(Munkres, p. 126, Ex. 3)
Prove the following:
Let $X$ be a metric space with a metric $d$. Let $X'$ be a topological space that has the same underlying set as $X$; i.e., $X' =X$ but $X'$ might have a different topology on it. Suppose $d : X' \times X' \to \mathbb{R}$ is continuous. Then the topology of $X'$ is finer than that of $X$.
Outline: Since $d:X'\times X'\to\Bbb R$ is continuous, then for any $x\in X',$ the function $f:X'\to\Bbb R$ given by $f(y)=d(x,y)$ is continuous. It follows that all the open $d$-balls are open in the topology on $X'.$ Since the open $d$-balls form a basis for the topology on $X,$ then the topology on $X'$ is finer.

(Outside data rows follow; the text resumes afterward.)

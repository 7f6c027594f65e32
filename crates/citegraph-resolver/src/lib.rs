//! Citation metadata lookup against the OpenAlex works endpoint.
//!
//! [`CitationResolver`] does single lookups with a shared cache; the
//! [`worker`] module runs batches on a background thread for the viewer.

pub mod cache;
pub mod query;
pub mod resolver;
pub mod source;
pub mod worker;

pub use cache::CitationCache;
pub use query::{QueryForm, OPENALEX_BASE};
pub use resolver::{CitationResolver, DEFAULT_CONCURRENCY};
pub use source::{FetchError, HttpWorkSource, WorkSource};
pub use worker::{spawn_resolver, ResolverHandle};
use bevy::app::AppExit;
use bevy::prelude::*;
use citegraph_resolver::ResolverHandle;

use crate::app::resources::ResolverLink;
use crate::graph::ViewState;

pub mod resources;

pub struct CiteGraphViewerPlugin;

impl Plugin for CiteGraphViewerPlugin {
    fn build(&self, app: &mut App) {
        app.insert_resource(ClearColor(Color::WHITE))
            .add_systems(Startup, setup_camera)
            .add_systems(
                Update,
                (
                    pump_resolver,
                    crate::ui::handle_shortcuts,
                    crate::ui::ui_panel,
                    apply_rebuild,
                    crate::render::graph_canvas,
                    apply_close,
                )
                    .chain(),
            );
    }
}

fn setup_camera(mut commands: Commands) {
    commands.spawn(Camera2dBundle::default());
}

fn pump_resolver(mut st: ResMut<ViewState>, link: Option<Res<ResolverLink>>) {
    let Some(link) = link else {
        return;
    };
    for outcome in link.0.try_outcomes() {
        st.apply_outcome(outcome);
    }
}

fn apply_rebuild(mut st: ResMut<ViewState>, link: Option<Res<ResolverLink>>) {
    if !st.ui.rebuild_requested {
        return;
    }
    st.ui.rebuild_requested = false;
    dispatch_rebuild(&mut st, link.as_deref().map(|link| &link.0));
}

/// An online citation build goes to the resolver; any other rebuild still
/// supersedes the batch the resolver may be working on.
fn dispatch_rebuild(st: &mut ViewState, link: Option<&ResolverHandle>) {
    let Some(request) = st.rebuild() else {
        if let Some(link) = link {
            link.invalidate(st.session.generation());
        }
        return;
    };
    let submitted = link.is_some_and(|link| link.submit(request));
    if !submitted {
        warn!("citation resolver unavailable; showing graph without lookups");
        st.ui.use_external = false;
        st.ui.rebuild_requested = true;
    }
}

fn apply_close(
    mut st: ResMut<ViewState>,
    link: Option<Res<ResolverLink>>,
    mut exit: EventWriter<AppExit>,
) {
    if !st.ui.close_requested || st.session.is_closed() {
        return;
    }
    let current = st.close();
    if let Some(link) = link {
        link.0.invalidate(current);
    }
    info!("graph view closed");
    exit.send(AppExit::Success);
}

#[cfg(test)]
mod tests {
    use super::*;
    use crate::util::config::ViewerConfig;
    use citegraph_core::{AuthorRef, GraphKind, Hops, PaperRecord};
    use citegraph_resolver::{spawn_resolver, CitationResolver, HttpWorkSource};
    use std::time::Duration;

    fn paper(id: u64, doi: &str) -> PaperRecord {
        PaperRecord {
            id,
            title: None,
            year: None,
            authors: Some(vec![AuthorRef {
                name: Some("A".to_string()),
            }]),
            doi: Some(doi.to_string()),
        }
    }

    #[test]
    fn offline_rebuild_retires_running_batch() {
        let source = HttpWorkSource::new(Duration::from_millis(200)).expect("client");
        let resolver = CitationResolver::new(source, "http://127.0.0.1:9").expect("resolver");
        let handle = spawn_resolver(resolver, 1).expect("resolver thread");
        let mut st = ViewState::new(
            GraphKind::Citation,
            vec![paper(1, "10.1/a"), paper(2, "10.1/b")],
            ViewerConfig::default(),
            None,
            Hops::One,
            true,
        );

        dispatch_rebuild(&mut st, Some(&handle));
        assert!(st.ui.loading);
        let submitted = handle.current();

        st.ui.use_external = false;
        dispatch_rebuild(&mut st, Some(&handle));
        assert!(!st.ui.loading);
        assert!(handle.current() > submitted);
        assert_eq!(handle.current(), st.session.generation());
        assert!(handle.try_outcomes().is_empty());
    }

    #[test]
    fn missing_resolver_falls_back_to_offline() {
        let mut st = ViewState::new(
            GraphKind::Citation,
            vec![paper(1, "10.1/a")],
            ViewerConfig::default(),
            None,
            Hops::One,
            true,
        );
        dispatch_rebuild(&mut st, None);
        assert!(!st.ui.use_external);
        assert!(st.ui.rebuild_requested);
    }
}
use std::collections::HashMap;
use std::sync::{Arc, Mutex, PoisonError};

use citegraph_core::{normalize_identifier, CitationMeta};
use futures_util::future::{BoxFuture, FutureExt, Shared};
use futures_util::StreamExt;
use reqwest::Url;
use tokio_util::sync::CancellationToken;
use tracing::{debug, warn};

use crate::cache::CitationCache;
use crate::query::{build_url, parse_base, QueryForm, DEFAULT_ORDER};
use crate::source::{FetchError, WorkSource};

pub const DEFAULT_CONCURRENCY: usize = 4;

type Lookup = Shared<BoxFuture<'static, Option<CitationMeta>>>;
type InFlight = Arc<Mutex<HashMap<String, Lookup>>>;

pub struct CitationResolver<S> {
    source: Arc<S>,
    cache: Arc<CitationCache>,
    in_flight: InFlight,
    base: Url,
    forms: Arc<[QueryForm]>,
}

impl<S: WorkSource + 'static> CitationResolver<S> {
    pub fn new(source: S, base_url: &str) -> Result<Self, FetchError> {
        Ok(Self {
            source: Arc::new(source),
            cache: Arc::default(),
            in_flight: InFlight::default(),
            base: parse_base(base_url)?,
            forms: DEFAULT_ORDER.into(),
        })
    }

    pub fn with_cache(mut self, cache: Arc<CitationCache>) -> Self {
        self.cache = cache;
        self
    }

    pub fn with_forms(mut self, forms: Vec<QueryForm>) -> Self {
        self.forms = forms.into();
        self
    }

    pub fn cache(&self) -> &Arc<CitationCache> {
        &self.cache
    }

    /// Looks up one DOI. Never fails: any lookup error is logged and
    /// reported as `None`, and is not cached. Concurrent lookups of the same
    /// normalized DOI share one external fetch.
    pub async fn resolve(&self, identifier: &str) -> Option<CitationMeta> {
        let doi = identifier.trim();
        if doi.is_empty() {
            return None;
        }
        let key = normalize_identifier(doi);
        let lookup = {
            let mut in_flight = self.in_flight.lock().unwrap_or_else(PoisonError::into_inner);
            // A finished lookup fills the cache before leaving the in-flight
            // map, so checking both under this lock never misses a result.
            if let Some(hit) = self.cache.get(&key) {
                debug!(doi, "citation cache hit");
                return Some(hit);
            }
            match in_flight.get(&key) {
                Some(pending) => {
                    debug!(doi, "joining in-flight lookup");
                    pending.clone()
                }
                None => {
                    let lookup = self.start_lookup(key.clone(), doi.to_string());
                    in_flight.insert(key, lookup.clone());
                    lookup
                }
            }
        };
        lookup.await
    }

    fn start_lookup(&self, key: String, doi: String) -> Lookup {
        let source = Arc::clone(&self.source);
        let cache = Arc::clone(&self.cache);
        let in_flight = Arc::clone(&self.in_flight);
        let base = self.base.clone();
        let forms = Arc::clone(&self.forms);
        async move {
            let resolved = match fetch_first(source.as_ref(), &base, &forms, &doi).await {
                Ok(meta) => {
                    cache.insert(key.clone(), meta.clone());
                    Some(meta)
                }
                Err(err) => {
                    warn!(doi = %doi, %err, "citation lookup failed");
                    None
                }
            };
            in_flight
                .lock()
                .unwrap_or_else(PoisonError::into_inner)
                .remove(&key);
            resolved
        }
        .boxed()
        .shared()
    }

    /// Resolves every identifier with at most `concurrency` lookups in flight.
    /// Output order matches input order. Returns `None` if cancelled before
    /// the whole batch settled.
    pub async fn resolve_batch(
        &self,
        identifiers: &[String],
        concurrency: usize,
        cancel: &CancellationToken,
    ) -> Option<Vec<Option<CitationMeta>>> {
        let batch = futures_util::stream::iter(identifiers.iter().cloned())
            .map(|id| async move { self.resolve(&id).await })
            .buffered(concurrency.max(1))
            .collect::<Vec<_>>();

        tokio::select! {
            _ = cancel.cancelled() => {
                debug!(size = identifiers.len(), "citation batch cancelled");
                None
            }
            resolved = batch => Some(resolved),
        }
    }
}

async fn fetch_first<S: WorkSource + ?Sized>(
    source: &S,
    base: &Url,
    forms: &[QueryForm],
    doi: &str,
) -> Result<CitationMeta, FetchError> {
    let mut last = FetchError::NoQueryForms;
    for form in forms {
        let url = build_url(base, *form, doi)?;
        let attempt = source.fetch(&url).await.and_then(|value| {
            serde_json::from_value::<CitationMeta>(value)
                .map_err(|e| FetchError::Malformed(e.to_string()))
        });
        match attempt {
            Ok(meta) => return Ok(meta),
            Err(err) => {
                debug!(%url, %err, "query form failed");
                last = err;
            }
        }
    }
    Err(last)
}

Here is the exact answer Cameron wrote, but I decided to write all of the steps. If $d:X'\times X'\rightarrow \mathbb{R} $ is continuous in the product topology, for every $(x_o,y_o)$ and fixed $\epsilon>0$, there is a basis element with $(x_o,y_o)\in U\times V$ such that
$$d(U\times V)\subset (d(x_o,y_o)-\epsilon, d(x_o,y_o)+\epsilon)$$
In particular $d(U\times y_o)\subset (d(x_o,y_o)-\epsilon, d(x_o,y_o)+\epsilon) $ and because $U$ is open in $X'$, we must have $f(x)=d(x,y_o)$ a continuous function with $f: X'\rightarrow \mathbb{R}$. Clearly, for every $r>0$:
$$f^{-1}(-\infty, r)=\{x'| d(x',y_o)<r\}=B(y_o,r)$$
So, open balls are open in $X'$ and hence all open elements is the usual metric topology are open in the topology of $X'$